# Description of the task:
State the number of lines in the following data that contain the string "from", and nothing else.

# Records for processing:
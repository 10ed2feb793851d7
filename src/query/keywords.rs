use std::sync::OnceLock;

use regex::Regex;

/// Tokens dropped from every prompt.
const STOPWORDS: &[&str] = &["the", "a", "an", "in", "is", "to", "of", "and", "for", "on"];

static NON_WORD: OnceLock<Regex> = OnceLock::new();

fn non_word() -> &'static Regex {
    NON_WORD.get_or_init(|| Regex::new(r"[^a-zA-Z0-9_]").expect("invalid non-word pattern"))
}

/// Extract the keyword list from a free-text prompt.
///
/// The prompt is lowercased, every character outside `[a-zA-Z0-9_]` becomes a
/// space, and the result is split on whitespace. Tokens of length <= 2 and
/// stopwords are dropped. Order is first occurrence; duplicates are kept.
pub fn extract_keywords(prompt: &str) -> Vec<String> {
    let lowered = prompt.to_lowercase();
    non_word()
        .replace_all(&lowered, " ")
        .split_whitespace()
        .filter(|token| token.len() > 2 && !STOPWORDS.contains(token))
        .map(str::to_owned)
        .collect()
}
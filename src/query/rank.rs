use std::collections::HashSet;

use crate::graph::node::CodeNode;

/// Number of nodes kept after ranking.
pub const TOP_K: usize = 5;

/// A node together with the number of distinct keywords it matched.
#[derive(Debug, Clone, PartialEq, Eq)]
pub struct RankedNode {
    pub node: CodeNode,
    pub score: usize,
}

fn matches(keyword: &str, name: &str, path: &str) -> bool {
    name.contains(keyword) || path.contains(keyword)
}

/// Score and order `nodes` against `keywords`, keeping the top [`TOP_K`].
///
/// A node is a candidate when any keyword is a substring of its lowercased name
/// or file path. Its score is the number of distinct keywords that match. The
/// sort is stable, so equal scores keep the iteration order of `nodes` (the
/// store's insertion order); callers rely on that tie-break.
pub fn rank<'a, I>(nodes: I, keywords: &[String]) -> Vec<RankedNode>
where
    I: IntoIterator<Item = &'a CodeNode>,
{
    rank_top(nodes, keywords, TOP_K)
}

/// [`rank`] with an explicit result limit.
pub fn rank_top<'a, I>(nodes: I, keywords: &[String], limit: usize) -> Vec<RankedNode>
where
    I: IntoIterator<Item = &'a CodeNode>,
{
    let mut distinct: Vec<&str> = Vec::new();
    for kw in keywords {
        if !distinct.contains(&kw.as_str()) {
            distinct.push(kw);
        }
    }
    if distinct.is_empty() {
        return Vec::new();
    }

    let mut seen: HashSet<&str> = HashSet::new();
    let mut candidates: Vec<RankedNode> = Vec::new();
    for node in nodes {
        if !seen.insert(node.id.as_str()) {
            continue;
        }
        let name = node.name.to_lowercase();
        let path = node.file_path.to_lowercase();
        let score = distinct
            .iter()
            .filter(|kw| matches(kw, &name, &path))
            .count();
        if score > 0 {
            candidates.push(RankedNode {
                node: node.clone(),
                score,
            });
        }
    }

    // Vec::sort_by is stable.
    candidates.sort_by(|a, b| b.score.cmp(&a.score));
    candidates.truncate(limit);
    candidates
}

#[cfg(test)]
mod tests {
    use super::*;
    use crate::graph::node::{NodeKind, Position, symbol_id};

    fn sym(file: &str, name: &str) -> CodeNode {
        CodeNode {
            id: symbol_id(file, &[], name),
            kind: NodeKind::Function,
            name: name.into(),
            file_path: file.into(),
            start: Position::new(1, 0),
            end: Position::new(1, 0),
            exports: Vec::new(),
            summary: None,
        }
    }

    fn kws(words: &[&str]) -> Vec<String> {
        words.iter().map(|w| w.to_string()).collect()
    }

    fn ids(ranked: &[RankedNode]) -> Vec<&str> {
        ranked.iter().map(|r| r.node.id.as_str()).collect()
    }

    #[test]
    fn test_name_substring_match_ranks_symbol() {
        let nodes = vec![
            CodeNode::file("a.ts", 3),
            sym("a.ts", "getUser"),
            sym("b.ts", "formatDate"),
        ];
        let ranked = rank(&nodes, &kws(&["rename", "getuser"]));
        assert_eq!(ids(&ranked), vec!["a.ts:getUser"]);
        assert_eq!(ranked[0].score, 1);
    }

    #[test]
    fn test_equal_scores_keep_insertion_order() {
        let nodes = vec![
            CodeNode::file("x.ts", 1),
            sym("x.ts", "helper"),
            CodeNode::file("y.ts", 1),
            sym("y.ts", "helper"),
        ];
        let ranked = rank(&nodes, &kws(&["helper"]));
        assert_eq!(ids(&ranked), vec!["x.ts:helper", "y.ts:helper"]);
    }

    #[test]
    fn test_score_counts_distinct_keywords_over_name_and_path() {
        let nodes = vec![sym("src/user/api.ts", "fetchProfile"), sym("src/user.ts", "load")];
        let ranked = rank(&nodes, &kws(&["user", "profile", "api", "user"]));
        assert_eq!(ids(&ranked), vec!["src/user/api.ts:fetchProfile", "src/user.ts:load"]);
        assert_eq!(ranked[0].score, 3);
        assert_eq!(ranked[1].score, 1);
    }

    #[test]
    fn test_truncates_to_top_k() {
        let nodes: Vec<_> = (0..12).map(|i| sym("m.ts", &format!("item{i}"))).collect();
        let ranked = rank(&nodes, &kws(&["item"]));
        assert_eq!(ranked.len(), TOP_K);
        assert_eq!(ranked[0].node.name, "item0");
    }

    #[test]
    fn test_no_keywords_or_no_match_is_empty() {
        let nodes = vec![sym("a.ts", "foo")];
        assert!(rank(&nodes, &[]).is_empty());
        assert!(rank(&nodes, &kws(&["zzz"])).is_empty());
    }

    #[test]
    fn test_repeated_ranking_is_deterministic() {
        let nodes: Vec<_> = ["alpha", "beta_alpha", "gamma", "alphabet"]
            .iter()
            .map(|n| sym("g.ts", n))
            .collect();
        let keywords = kws(&["alpha", "bet"]);
        let first = rank(&nodes, &keywords);
        for _ in 0..10 {
            assert_eq!(rank(&nodes, &keywords), first);
        }
    }
}
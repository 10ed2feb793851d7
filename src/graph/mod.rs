pub mod edge;
pub mod node;

use std::collections::{HashMap, HashSet};

use indexmap::{IndexMap, IndexSet};
use serde::Serialize;

use edge::{CodeEdge, EdgeKind};
use node::{CodeNode, NodeKind};

/// Insertion-ordered copy of the graph returned to callers.
#[derive(Debug, Clone, Default, Serialize)]
pub struct GraphSnapshot {
    pub nodes: Vec<CodeNode>,
    pub edges: Vec<CodeEdge>,
}

/// The in-memory code graph: an id-keyed node map plus an edge list.
///
/// The node map keeps insertion order. Overwriting an existing id replaces the
/// node in place, so its position (and therefore its rank tie-break) is stable
/// across reindexes.
#[derive(Debug, Default)]
pub struct GraphStore {
    nodes: IndexMap<String, CodeNode>,
    edges: Vec<CodeEdge>,
    /// File id -> ids it has `Defines` edges to, in first-append order.
    defined: HashMap<String, IndexSet<String>>,
}

impl GraphStore {
    /// Create an empty store.
    pub fn new() -> Self {
        Self::default()
    }

    /// Insert `node`, or overwrite the node with the same id in place.
    pub fn upsert_node(&mut self, node: CodeNode) {
        self.nodes.insert(node.id.clone(), node);
    }

    /// Append `edge` to the edge list. No integrity or duplicate check.
    pub fn append_edge(&mut self, edge: CodeEdge) {
        if edge.kind == EdgeKind::Defines {
            self.defined
                .entry(edge.source_id.clone())
                .or_default()
                .insert(edge.target_id.clone());
        }
        self.edges.push(edge);
    }

    /// Copy of every node (insertion order) and edge.
    pub fn snapshot(&self) -> GraphSnapshot {
        GraphSnapshot {
            nodes: self.nodes.values().cloned().collect(),
            edges: self.edges.clone(),
        }
    }

    /// Look up a node by id.
    pub fn node(&self, id: &str) -> Option<&CodeNode> {
        self.nodes.get(id)
    }

    /// Iterate nodes in insertion order.
    pub fn nodes(&self) -> impl Iterator<Item = &CodeNode> {
        self.nodes.values()
    }

    pub fn edges(&self) -> &[CodeEdge] {
        &self.edges
    }

    /// Ids of every node the file `file_id` has a `Defines` edge to.
    pub fn defined_by(&self, file_id: &str) -> Vec<String> {
        self.defined
            .get(file_id)
            .map(|ids| ids.iter().cloned().collect())
            .unwrap_or_default()
    }

    /// True when `file_id` already has a `Defines` edge to `symbol_id`.
    pub fn defines(&self, file_id: &str, symbol_id: &str) -> bool {
        self.defined
            .get(file_id)
            .is_some_and(|ids| ids.contains(symbol_id))
    }

    /// Remove the nodes in `ids` together with every edge touching them.
    ///
    /// Returns the number of nodes actually removed.
    pub fn retract_nodes(&mut self, ids: &HashSet<String>) -> usize {
        if ids.is_empty() {
            return 0;
        }
        let mut removed = 0;
        for id in ids {
            if self.nodes.shift_remove(id).is_some() {
                removed += 1;
            }
        }
        self.edges
            .retain(|e| !ids.contains(&e.source_id) && !ids.contains(&e.target_id));
        self.defined.retain(|source, targets| {
            targets.retain(|t| !ids.contains(t));
            !ids.contains(source) && !targets.is_empty()
        });
        removed
    }

    /// Remove the File node for `file_path` and every node it defines.
    ///
    /// Returns the number of nodes removed (0 when the file was never indexed).
    pub fn remove_file(&mut self, file_path: &str) -> usize {
        let mut ids: HashSet<String> = self.defined_by(file_path).into_iter().collect();
        ids.insert(file_path.to_owned());
        self.retract_nodes(&ids)
    }

    /// Number of File nodes.
    pub fn file_count(&self) -> usize {
        self.nodes.values().filter(|n| n.is_file()).count()
    }

    /// Number of non-File nodes.
    pub fn symbol_count(&self) -> usize {
        self.nodes.values().filter(|n| !n.is_file()).count()
    }

    pub fn node_count(&self) -> usize {
        self.nodes.len()
    }

    pub fn edge_count(&self) -> usize {
        self.edges.len()
    }

    /// Count of nodes broken down by kind.
    pub fn counts_by_kind(&self) -> HashMap<NodeKind, usize> {
        let mut map: HashMap<NodeKind, usize> = HashMap::new();
        for node in self.nodes.values() {
            *map.entry(node.kind).or_insert(0) += 1;
        }
        map
    }
}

# Result of the exercise:
2